Dopamine-conjugated hyaluronic acid delivered via intra-articular injection provides articular cartilage lubrication and protection.

Due to its high molecular weight and viscosity, hyaluronic acid (HA) is widely used for viscosupplementation to provide joint pain relief in osteoarthritis. However, this benefit is temporary due to poor adhesion of HA on articular surfaces. In this study, we therefore conjugated HA with dopamine to form HADN, which made the HA adhesive while retaining its viscosity enhancement capacity. We hypothesized that HADN could enhance cartilage lubrication through adsorption onto the exposed collagen type II network and repair the lamina splendens.
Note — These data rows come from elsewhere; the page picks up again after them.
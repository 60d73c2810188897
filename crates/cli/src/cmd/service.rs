//! Implementation of `gitops service` subcommands.

use std::path::PathBuf;

use anyhow::{Context, Result};
use clap::{Args, Subcommand};

use gitops_lib::secrets::AgeSealer;
use gitops_lib::service::{AddServiceOptions, add_service};

use crate::output::{OutputFormat, print_files, print_info, print_json, print_stat, print_success, print_warning};

#[derive(Debug, Subcommand)]
pub enum ServiceCommands {
  /// Add a service to an environment and application
  Add(AddServiceArgs),
}

#[derive(Debug, Args)]
pub struct AddServiceArgs {
  /// Environment the service is deployed to
  #[arg(long)]
  pub env_name: String,

  /// Application the service belongs to (created when missing)
  #[arg(long)]
  pub app_name: String,

  #[arg(long)]
  pub service_name: String,

  /// Source repository of the service
  #[arg(long)]
  pub git_repo_url: Option<String>,

  /// Webhook secret for the source repository (generated when omitted)
  #[arg(long)]
  pub webhook_secret: Option<String>,

  /// Root of the GitOps repository, containing pipelines.yaml
  #[arg(long, default_value = ".")]
  pub pipelines_folder: PathBuf,

  /// age public key secrets are sealed for
  #[arg(long, env = "GITOPS_SEALING_KEY")]
  pub sealing_key: String,
}

pub fn cmd_service(command: &ServiceCommands, format: OutputFormat) -> Result<()> {
  match command {
    ServiceCommands::Add(args) => cmd_service_add(args, format),
  }
}

fn cmd_service_add(args: &AddServiceArgs, format: OutputFormat) -> Result<()> {
  let sealer: AgeSealer = args.sealing_key.parse().context("Invalid --sealing-key")?;
  let options = AddServiceOptions {
    pipelines_folder: args.pipelines_folder.clone(),
    env_name: args.env_name.clone(),
    app_name: args.app_name.clone(),
    service_name: args.service_name.clone(),
    git_repo_url: args.git_repo_url.clone(),
    webhook_secret: args.webhook_secret.clone(),
    ..Default::default()
  };

  let result = add_service(&options, &sealer)
    .with_context(|| format!("Failed to add service {} to {}", args.service_name, args.env_name))?;

  if format.is_json() {
    let files: Vec<_> = result.written.iter().map(|p| p.display().to_string()).collect();
    print_json(&serde_json::json!({
      "environment": args.env_name,
      "application": args.app_name,
      "service": args.service_name,
      "generated_webhook_secret": result.generated_secret,
      "files": files,
    }))?;
    return Ok(());
  }

  print_success(&format!("Added service {}", args.service_name));
  print_stat("Environment", &args.env_name);
  print_stat("Application", &args.app_name);
  if args.git_repo_url.is_none() {
    print_info("No source repository given, so no CI trigger was created");
  }
  print_stat("Files", &result.written.len().to_string());
  print_files(&args.pipelines_folder, &result.written);
  if let Some(name) = &result.generated_secret {
    print_warning(&format!("Generated a random value for {name}; pass --webhook-secret to choose one"));
  }

  Ok(())
}
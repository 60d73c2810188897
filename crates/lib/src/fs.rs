//! Discovery of files already present in the output tree.
//!
//! Kustomization indexes list generated files plus whatever a user added by
//! hand, so regenerating never drops manual additions. Builders receive a
//! [`FileLister`] instead of touching the disk directly.

use std::collections::BTreeSet;
use std::path::{Path, PathBuf};

use thiserror::Error;
use tracing::trace;
use walkdir::WalkDir;

use crate::consts::KUSTOMIZATION_FILE;

#[derive(Debug, Error)]
pub enum FsError {
  #[error("failed to list files in {}: {source}", path.display())]
  List { path: PathBuf, source: walkdir::Error },
}

/// Lists files that already exist under a repository-relative directory.
pub trait FileLister {
  /// Paths of every regular file below `dir`, relative to `dir` and using
  /// forward slashes. Kustomization indexes are excluded. A missing
  /// directory yields an empty set.
  fn list_files(&self, dir: &str) -> Result<BTreeSet<String>, FsError>;
}

/// Lists files on disk below an output root.
#[derive(Debug, Clone)]
pub struct DiskLister {
  root: PathBuf,
}

impl DiskLister {
  pub fn new(root: impl Into<PathBuf>) -> Self {
    Self { root: root.into() }
  }

  pub fn root(&self) -> &Path {
    &self.root
  }
}

impl FileLister for DiskLister {
  fn list_files(&self, dir: &str) -> Result<BTreeSet<String>, FsError> {
    let base = self.root.join(dir);
    let mut files = BTreeSet::new();
    if !base.is_dir() {
      return Ok(files);
    }

    for entry in WalkDir::new(&base).min_depth(1).sort_by_file_name() {
      let entry = entry.map_err(|source| FsError::List {
        path: base.clone(),
        source,
      })?;
      if !entry.file_type().is_file() || entry.file_name() == KUSTOMIZATION_FILE {
        continue;
      }
      if let Ok(rel) = entry.path().strip_prefix(&base) {
        let rel: Vec<_> = rel.components().map(|c| c.as_os_str().to_string_lossy()).collect();
        files.insert(rel.join("/"));
      }
    }

    trace!(dir = %base.display(), count = files.len(), "listed existing files");
    Ok(files)
  }
}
HADN was synthesized by carbodiimide chemistry between hyaluronic acid and dopamine. Analysis of Magnetic Resonance (NMR) and Ultraviolet spectrophotometry (Uv-vis) showed that HADN was successfully synthesized. Adsorption of HADN on collagen was demonstrated using Quartz crystal microbalance with dissipation (QCM-D). Ex vivo tribological tests including measurement of coefficient of friction (COF), dynamic creep, in stance (40 N) and swing (4 N) phases of gait cycle indicated adequate protection of cartilage by HADN with higher lubrication compared to HA alone. HADN solution at the cartilage-glass sliding interface not only retains the same viscosity as HA and provides fluid film lubrication, but also ensures better boundary lubrication through adsorption. To confirm the cartilage surface protection of HADN, we visualized cartilage wear using optical coherence tomography (OCT) and atomic force microscopy (AFM).